When you ask "What is the most important theme in Sonnet II?" you imply that there are more themes than one. I suppose a sonnet can be read and understood in this light. I suppose that then the response might that the themes are what happens to "beauty's field" and "youth's livery" after "forty winters," that’s forty more winters; that beauty lives on in the eyes of the beloved ("within thine own deep sunken eyes,"); and immortality is in the life of a child successor (“This were to be new made when thou art old,”).
However, the way sonnets are structured, this approach misses the mark of the intent of a sonnet. Sonnets are a very formulaic genre of poem. There are several structural forms stemming from the original Petrarchan sonnet form, developed by Italian poet Petrarch. Edmund Spenser and others adapted the form, which led to the Shakespearean form (or English sonnet form), presently under consideration.
Shakespeare's sonnets are structured as three quatrains (twelve lines of abab cdcd efef rhyme: a quatrain is four lines of abab rhyme) followed by a couplet in a cc rhyme. The 5th and 9th lines pivot or turn the topic being address. The pivot of the 9th line is called the volta and introduces the resolution to the problem spoken of in the first two quatrains (lines 1-8). The ending rhyming couplet wraps the sonnet up with a triumphant or glorious etc finish.
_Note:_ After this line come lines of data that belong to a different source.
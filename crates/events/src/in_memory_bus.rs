//! In-memory event bus for tests/dev and single-process deployments.

use std::sync::{Mutex, mpsc};

use thiserror::Error;

use crate::bus::{EventBus, Subscription};

#[derive(Debug, Error)]
pub enum InMemoryBusError {
    #[error("subscriber list lock poisoned")]
    Poisoned,
}

/// Fan-out bus over std channels.
///
/// Subscribers whose receiving end was dropped are pruned on the next publish.
#[derive(Debug)]
pub struct InMemoryEventBus<M> {
    subscribers: Mutex<Vec<mpsc::Sender<M>>>,
}

impl<M> InMemoryEventBus<M> {
    pub fn new() -> Self {
        Self::default()
    }

    pub fn subscriber_count(&self) -> usize {
        self.subscribers.lock().map(|s| s.len()).unwrap_or(0)
    }
}

impl<M> Default for InMemoryEventBus<M> {
    fn default() -> Self {
        Self {
            subscribers: Mutex::new(Vec::new()),
        }
    }
}

impl<M> EventBus<M> for InMemoryEventBus<M>
where
    M: Clone + Send + 'static,
{
    type Error = InMemoryBusError;

    fn publish(&self, message: M) -> Result<(), Self::Error> {
        let mut subs = self.subscribers.lock().map_err(|_| InMemoryBusError::Poisoned)?;
        subs.retain(|tx| tx.send(message.clone()).is_ok());
        Ok(())
    }

    fn subscribe(&self) -> Subscription<M> {
        let (tx, rx) = mpsc::channel();
        if let Ok(mut subs) = self.subscribers.lock() {
            subs.push(tx);
        }
        Subscription::new(rx)
    }
}

#[cfg(test)]
mod tests {
    use std::time::Duration;

    use warden_core::UserId;

    use super::*;
    use crate::{AccountEvent, EventEnvelope};

    #[test]
    fn every_subscriber_receives_each_message() {
        let bus: InMemoryEventBus<EventEnvelope<AccountEvent>> = InMemoryEventBus::new();
        let a = bus.subscribe();
        let b = bus.subscribe();

        bus.publish(AccountEvent::Deleted { user_id: UserId::new(9) }.into_envelope())
            .unwrap();

        for sub in [a, b] {
            let env = sub.recv_timeout(Duration::from_secs(1)).unwrap();
            assert_eq!(env.into_payload(), AccountEvent::Deleted { user_id: UserId::new(9) });
        }
    }

    #[test]
    fn publishing_without_subscribers_succeeds() {
        let bus: InMemoryEventBus<u32> = InMemoryEventBus::new();
        assert!(bus.publish(1).is_ok());
    }

    #[test]
    fn dropped_subscriptions_are_pruned() {
        let bus: InMemoryEventBus<u32> = InMemoryEventBus::new();
        let sub = bus.subscribe();
        assert_eq!(bus.subscriber_count(), 1);

        drop(sub);
        bus.publish(1).unwrap();
        assert_eq!(bus.subscriber_count(), 0);
    }
}
//! `warden-core`: domain foundation building blocks.
//!
//! This crate contains **pure domain** primitives (no infrastructure concerns).

pub mod error;
pub mod id;
pub mod validation;

pub use error::{DomainError, DomainResult};
pub use id::UserId;
pub use validation::{Violation, Violations};
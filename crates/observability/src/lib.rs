//! Tracing/logging setup shared by the binaries.

/// Initialize process-wide tracing, reading the output format from `LOG_FORMAT`.
///
/// Safe to call multiple times; subsequent calls become no-ops.
pub fn init() {
    let format = std::env::var("LOG_FORMAT")
        .ok()
        .and_then(|v| v.parse().ok())
        .unwrap_or_default();
    self::tracing::init(format);
}

/// Tracing configuration (filters, layers).
pub mod tracing;

pub use self::tracing::{LogFormat, UnknownLogFormat};
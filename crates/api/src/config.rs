//! Process configuration, read once from the environment at startup.

use std::net::SocketAddr;
use std::time::Duration;

use thiserror::Error;

pub const DEFAULT_JWT_SECRET: &str = "dev-secret";
pub const DEFAULT_BIND_ADDR: &str = "0.0.0.0:8080";
pub const DEFAULT_ACCOUNT_EVENTS_CHANNEL: &str = "user-deleted";
const DEFAULT_SESSION_STORE_TIMEOUT_MS: u64 = 2000;

#[derive(Debug, Error, Clone, PartialEq, Eq)]
pub enum ConfigError {
    #[error("{name} has an invalid value '{value}': {reason}")]
    Invalid {
        name: &'static str,
        value: String,
        reason: String,
    },
}

#[derive(Clone, PartialEq, Eq)]
pub struct AppConfig {
    pub jwt_secret: String,
    pub bind_addr: SocketAddr,
    pub redis_url: Option<String>,
    pub database_url: Option<String>,
    pub session_store_timeout: Duration,
    pub bcrypt_cost: u32,
    pub account_events_channel: String,
}

impl core::fmt::Debug for AppConfig {
    fn fmt(&self, f: &mut core::fmt::Formatter<'_>) -> core::fmt::Result {
        f.debug_struct("AppConfig")
            .field("bind_addr", &self.bind_addr)
            .field("redis", &self.redis_url.is_some())
            .field("database", &self.database_url.is_some())
            .field("session_store_timeout", &self.session_store_timeout)
            .field("bcrypt_cost", &self.bcrypt_cost)
            .field("account_events_channel", &self.account_events_channel)
            .finish_non_exhaustive()
    }
}

impl Default for AppConfig {
    fn default() -> Self {
        Self {
            jwt_secret: DEFAULT_JWT_SECRET.to_string(),
            bind_addr: SocketAddr::from(([0, 0, 0, 0], 8080)),
            redis_url: None,
            database_url: None,
            session_store_timeout: Duration::from_millis(DEFAULT_SESSION_STORE_TIMEOUT_MS),
            bcrypt_cost: warden_auth::PasswordHasher::default().cost(),
            account_events_channel: DEFAULT_ACCOUNT_EVENTS_CHANNEL.to_string(),
        }
    }
}

impl AppConfig {
    pub fn from_env() -> Result<Self, ConfigError> {
        Self::from_lookup(|name| std::env::var(name).ok())
    }

    /// Build from an arbitrary variable source; blank values count as unset.
    pub fn from_lookup(lookup: impl Fn(&str) -> Option<String>) -> Result<Self, ConfigError> {
        let get = |name: &str| lookup(name).filter(|v| !v.trim().is_empty());
        let defaults = Self::default();

        let jwt_secret = match get("JWT_SECRET") {
            Some(secret) => secret,
            None => {
                tracing::warn!("JWT_SECRET not set; using insecure dev default");
                defaults.jwt_secret
            }
        };

        let bind_addr = match get("BIND_ADDR") {
            Some(v) => parse("BIND_ADDR", &v)?,
            None => defaults.bind_addr,
        };

        let session_store_timeout = match get("SESSION_STORE_TIMEOUT_MS") {
            Some(v) => Duration::from_millis(parse("SESSION_STORE_TIMEOUT_MS", &v)?),
            None => defaults.session_store_timeout,
        };

        let bcrypt_cost = match get("BCRYPT_COST") {
            Some(v) => {
                let cost: u32 = parse("BCRYPT_COST", &v)?;
                if !(4..=31).contains(&cost) {
                    return Err(ConfigError::Invalid {
                        name: "BCRYPT_COST",
                        value: v,
                        reason: "must be between 4 and 31".to_string(),
                    });
                }
                cost
            }
            None => defaults.bcrypt_cost,
        };

        Ok(Self {
            jwt_secret,
            bind_addr,
            redis_url: get("REDIS_URL"),
            database_url: get("DATABASE_URL"),
            session_store_timeout,
            bcrypt_cost,
            account_events_channel: get("ACCOUNT_EVENTS_CHANNEL").unwrap_or(defaults.account_events_channel),
        })
    }
}

fn parse<T>(name: &'static str, value: &str) -> Result<T, ConfigError>
where
    T: std::str::FromStr,
    T::Err: core::fmt::Display,
{
    value.trim().parse().map_err(|e: T::Err| ConfigError::Invalid {
        name,
        value: value.to_string(),
        reason: e.to_string(),
    })
}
In Sonnet II, the topic introduced in the first quatrain is the image of beauty devoured by time ("forty winters"). These four lines are an introductory adverbial when-clause that sets up the topic to be thought about: "When forty winters shall besiege thy brow, / ... / Thy youth's proud livery ... / Will be a tottered weed ...." Line 5 pivots and advances forty years in the future to speak of when "being asked where all thy beauty lies." Lines 7 and 8 present the problem: it "would be a shame" if at that time the only answer to the question "Where does all thy beauty lie?" were "within thine own deep sunken eyes," in other word, the speaker's own aged and "tottered" eyes.
Line 9, the beginning of the third quatrain, presents the volta that introduces the resolution to the problem shown in the second quatrain (5-8). The solution in the third quatrain (9-12) suggests that were the beloved to parent a child, that beauty, which in forty years hence will be "besieged," will still live on in that grown child. The sonnet’s ending couple (13-14) wraps up eloquently by saying that his beloved will be renewed despite the cold blood of age by seeing the warm blood flow in that other’s youthful life.
When Sonnet II is examined in light of its structure, it seems reasonable to say that the one pervading theme, presented from three perspectives or from three different aspects of the same topic, is the redeeming joy of sustaining youth by passing it on through parenthood. Incidentally there is debate about how the Shakespearean sonnet structure should be described with some prefer to analyze it more akin to the Petrarchan original by describing it as having two quatrains followed by one sestet (six lines in an ababcc rhyme scheme: a quatrain plus ending couplet).
This sonnet is one of the many addressed to the young man that deal with life and beauty and friendship. In this case, the young man is seeking advice, (this is implied) on how to preserve beauty and vigor as one ages.
The first four lines support the idea that beauty can be ravaged and destroyed by Time.
When forty winters shall besiege thy brow,
And dig deep trenches in thy beauty's field,
Thy youth's proud livery so gazed on now,
Will be a totter'd weed of small worth held:
Yet the speaker does present a way for the young man to, in a way, defeat Time. He suggests that through his children, his beauty will live on.
Consider these lines
If thou couldst answer 'This fair child of mine
Shall sum my count, and make my old excuse,'
Proving his beauty by succession thine!
Our children and their children, etc. can prove to be a living legacy of ourselves, thus defeating the seemingly invincible destruction of Time.